By John Henry Jowett
"Slow of heart to believe."--Luke xxiv. 25.
I REMEMBER seeing a letter from a very distinguished officer who was serving in the Gallipoli campaign. And the following passage occurred in the letter: "I think God is waiting for England to learn many things before the war will end, and she is so very, very slow in learning." I wonder how many of those things have been learned, and I wonder whether we have got them, as we say, by heart. Or were the lessons never really learned, and were they like the seed by the wayside which the fowls of the air have devoured? It may be that much of our present confusion is due to lack of understanding, and it may be that our want of understanding is due to our reluctance to learn of Christ and boldly follow the leading of His Spirit. What kind of scholars have we been in the school of hard experience?
For instance, have we learned that the spiritual sides of things are always fundamental? Or are we still in materialistic bonds? How is it with us? How is it with our dominant aims? Are we spending money for that which is not bread, and are we labouring for that which satisfieth not? When we arrive at our own purposed ends do we enter a home of vital contentment and peace? Do material things constitute our goal, or are they only a thoroughfare to the secret things of the spirit Do we believe that material things are only rightly handled when they are the instruments of God's holy will? Nay, even better than this, do we believe that things are only ordered aright when they become channels of God's spirit, and all uses are determined and pervaded by His love and grace? Have we learned that lesson? When everything becomes a spiritual medium all life is sacramental. God's holy presence moves among our commonplaces with the like reality in which He comes to us in sacramental bread and wine. Things become highways and the King of Glory enters in.
On the other hand, things can be just things and nothing more. And our daily life can be spent in a jostle for things and nothing more. And we may estimate the prosperity of our years by the things which we accumulate and by nothing more. "All these things will I give thee." That is the temptation which lures us every day. Are we following the lure? After all the travail of the last five years are we still in hot pursuit of material things? Or have we learned some secrets of God's spirit, and are we turning from the feverishness of living to the cooler and more blessed experience of life? What kind of scholars have we been in the school?

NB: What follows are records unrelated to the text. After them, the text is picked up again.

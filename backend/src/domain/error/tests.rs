//! Tests for the error payload formatting and trace propagation.

use super::*;
use rstest::{fixture, rstest};
use serde_json::json;

const TRACE_ID: &str = "00000000-0000-0000-0000-000000000000";

#[fixture]
fn base_error() -> Error {
    Error::invalid_request("bad")
}

#[rstest]
#[case(Error::invalid_request("bad"), ErrorCode::InvalidRequest)]
#[case(Error::unauthorized("no token"), ErrorCode::Unauthorized)]
#[case(Error::authentication_failed("nope"), ErrorCode::AuthenticationFailed)]
#[case(Error::not_found("missing"), ErrorCode::NotFound)]
#[case(Error::conflict("taken"), ErrorCode::Conflict)]
#[case(Error::service_unavailable("down"), ErrorCode::ServiceUnavailable)]
#[case(Error::internal("boom"), ErrorCode::InternalError)]
fn constructors_set_codes(#[case] error: Error, #[case] expected: ErrorCode) {
    assert_eq!(error.code(), expected);
}

#[rstest]
fn try_new_rejects_empty_messages() {
    let result = Error::try_new(ErrorCode::InvalidRequest, "   ");
    assert!(matches!(result, Err(ErrorValidationError::EmptyMessage)));
}

#[rstest]
fn try_with_trace_id_rejects_empty_values(base_error: Error) {
    let result = base_error.try_with_trace_id("   ");
    assert!(matches!(result, Err(ErrorValidationError::EmptyTraceId)));
}

#[rstest]
fn new_has_no_trace_id_out_of_scope() {
    let error = Error::internal("boom");
    assert!(error.trace_id().is_none());
}

#[rstest]
#[tokio::test]
async fn new_captures_trace_id_in_scope() {
    let trace_id: TraceId = TRACE_ID.parse().expect("valid uuid");
    let error = TraceId::scope(trace_id, async { Error::not_found("missing") }).await;
    assert_eq!(error.trace_id(), Some(TRACE_ID));
}

#[rstest]
fn serialises_to_camel_case_and_skips_absent_fields() {
    let error = Error::not_found("Note not found");
    let value = serde_json::to_value(&error).expect("serialise error");
    assert_eq!(value, json!({ "code": "not_found", "message": "Note not found" }));
}

#[rstest]
fn deserialisation_round_trips_details_and_trace_id() {
    let value = json!({
        "code": "invalid_request",
        "message": "password too short",
        "traceId": TRACE_ID,
        "details": { "field": "password" }
    });
    let error: Error = serde_json::from_value(value).expect("deserialise error");
    assert_eq!(error.code(), ErrorCode::InvalidRequest);
    assert_eq!(error.trace_id(), Some(TRACE_ID));
    assert_eq!(error.details(), Some(&json!({ "field": "password" })));
}

#[rstest]
fn deserialisation_rejects_blank_message() {
    let value = json!({ "code": "not_found", "message": "  " });
    let result: Result<Error, _> = serde_json::from_value(value);
    assert!(result.is_err());
}
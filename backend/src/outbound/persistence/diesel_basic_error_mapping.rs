//! Shared Diesel error mapping for repositories with basic query semantics.

use diesel::result::{DatabaseErrorKind, Error as DieselError};
use tracing::debug;

use super::pool::{PoolError, TransactionError};

/// Map pool errors into a repository-specific connection error constructor.
pub fn map_basic_pool_error<E, C>(error: PoolError, connection: C) -> E
where
    C: FnOnce(String) -> E,
{
    let message = match error {
        PoolError::Checkout { message } | PoolError::Build { message } => message,
    };
    connection(message)
}

/// Map common Diesel error variants into query/connection constructors.
pub fn map_basic_diesel_error<E, Q, C>(error: DieselError, query: Q, connection: C) -> E
where
    Q: Fn(&'static str) -> E,
    C: Fn(&'static str) -> E,
{
    match &error {
        DieselError::DatabaseError(kind, info) => {
            debug!(?kind, message = info.message(), "diesel operation failed");
        }
        _ => debug!(
            error_type = %std::any::type_name_of_val(&error),
            "diesel operation failed"
        ),
    }

    match error {
        DieselError::NotFound => query("record not found"),
        DieselError::QueryBuilderError(_) => query("database query error"),
        DieselError::DatabaseError(DatabaseErrorKind::ClosedConnection, _) => {
            connection("database connection error")
        }
        _ => query("database error"),
    }
}

/// Map a pooled transaction failure with the same rules as above.
pub fn map_basic_transaction_error<E, Q, C>(error: TransactionError, query: Q, connection: C) -> E
where
    Q: Fn(&'static str) -> E,
    C: Fn(String) -> E,
{
    match error {
        TransactionError::Pool(pool) => map_basic_pool_error(pool, connection),
        TransactionError::Diesel(diesel) => {
            map_basic_diesel_error(diesel, query, |message| connection(message.to_owned()))
        }
    }
}

/// True when the statement failed on a unique constraint.
pub fn is_unique_violation(error: &TransactionError) -> bool {
    matches!(
        error,
        TransactionError::Diesel(DieselError::DatabaseError(
            DatabaseErrorKind::UniqueViolation,
            _
        ))
    )
}
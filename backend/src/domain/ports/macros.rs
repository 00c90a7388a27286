//! `define_port_error!`: declares a port error enum with a `thiserror`
//! message per variant and a snake_case constructor for each one.

macro_rules! define_port_error {
    (@ctor $variant:ident) => {
        ::paste::paste! {
            pub fn [<$variant:snake>]() -> Self {
                Self::$variant
            }
        }
    };

    (@ctor $variant:ident { $($field:ident : $ty:ty),* $(,)? }) => {
        define_port_error!(@ctor_impl $variant () () $( $field : $ty, )*);
    };

    (@ctor_impl $variant:ident ($($params:tt)*) ($($inits:tt)*) ) => {
        ::paste::paste! {
            pub fn [<$variant:snake>]($($params)*) -> Self {
                Self::$variant { $($inits)* }
            }
        }
    };

    (@ctor_impl $variant:ident ($($params:tt)*) ($($inits:tt)*) $field:ident : $ty:ty, $($rest:tt)*) => {
        define_port_error!(
            @ctor_impl
            $variant
            ($($params)* $field: impl Into<$ty>,)
            ($($inits)* $field: $field.into(),)
            $($rest)*
        );
    };
    (
        $(#[$outer:meta])*
        pub enum $name:ident {
            $(
                $(#[$variant_meta:meta])*
                $variant:ident $( { $($field:ident : $ty:ty),* $(,)? } )? => $message:expr
            ),* $(,)?
        }
    ) => {
        $(#[$outer])*
        #[derive(Debug, Clone, PartialEq, Eq, thiserror::Error)]
        pub enum $name {
            $(
                $(#[$variant_meta])*
                #[error($message)]
                $variant $( { $($field : $ty),* } )?,
            )*
        }

        impl $name {
            $(
                define_port_error!(@ctor $variant $( { $($field : $ty),* } )?);
            )*
        }
    };
}

pub(crate) use define_port_error;

#[cfg(test)]
mod tests {
    define_port_error! {
        pub enum SamplePortError {
            Unreachable { message: String } => "unreachable: {message}",
            Saturated { in_use: u32 } => "saturated: {in_use} in use",
            Rejected => "rejected",
        }
    }

    #[test]
    fn constructors_accept_str_for_string_fields() {
        let err = SamplePortError::unreachable("refused");
        assert_eq!(err.to_string(), "unreachable: refused");
    }

    #[test]
    fn constructors_preserve_non_string_types() {
        let err = SamplePortError::saturated(10_u32);
        assert_eq!(err.to_string(), "saturated: 10 in use");
    }

    #[test]
    fn unit_variants_get_nullary_constructors() {
        assert_eq!(SamplePortError::rejected(), SamplePortError::Rejected);
    }
}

And what about this second lesson? Have we begun to know what the Lord Jesus meant when He pronounced the great beatitude that "The meek shall inherit the earth"? Without any taint of hypocrisy have we walked any steps along the way of that wonderful experience? It is possible for a man to own an estate and not possess the landscape. Have we learned that lesson? A man may own a library and have no taste for literature. A man may have the means to live and not be truly alive. A people may enlarge its empire and not enrich its own being. A nation can gain the world and lose its soul. And what shall it profit a nation if it gain the world and lose its soul? Have we learned any lessons in this realm of experience?
On the other hand it is possible "to have nothing and yet possess all things." The meek distil the spiritual essences of things. They gather manifold satisfactions from continents in which they do not own an inch. And who are the meek They are the lowly in heart who share the yoke of Jesus, and who have learned in that wonderful fellowship to attain to true dominion. Meekness constrains by its gentleness. It enters into power through the ministries of service. It washes away the aggressive arrogance of men by washing their feet. It inherits the earth by giving itself to everybody.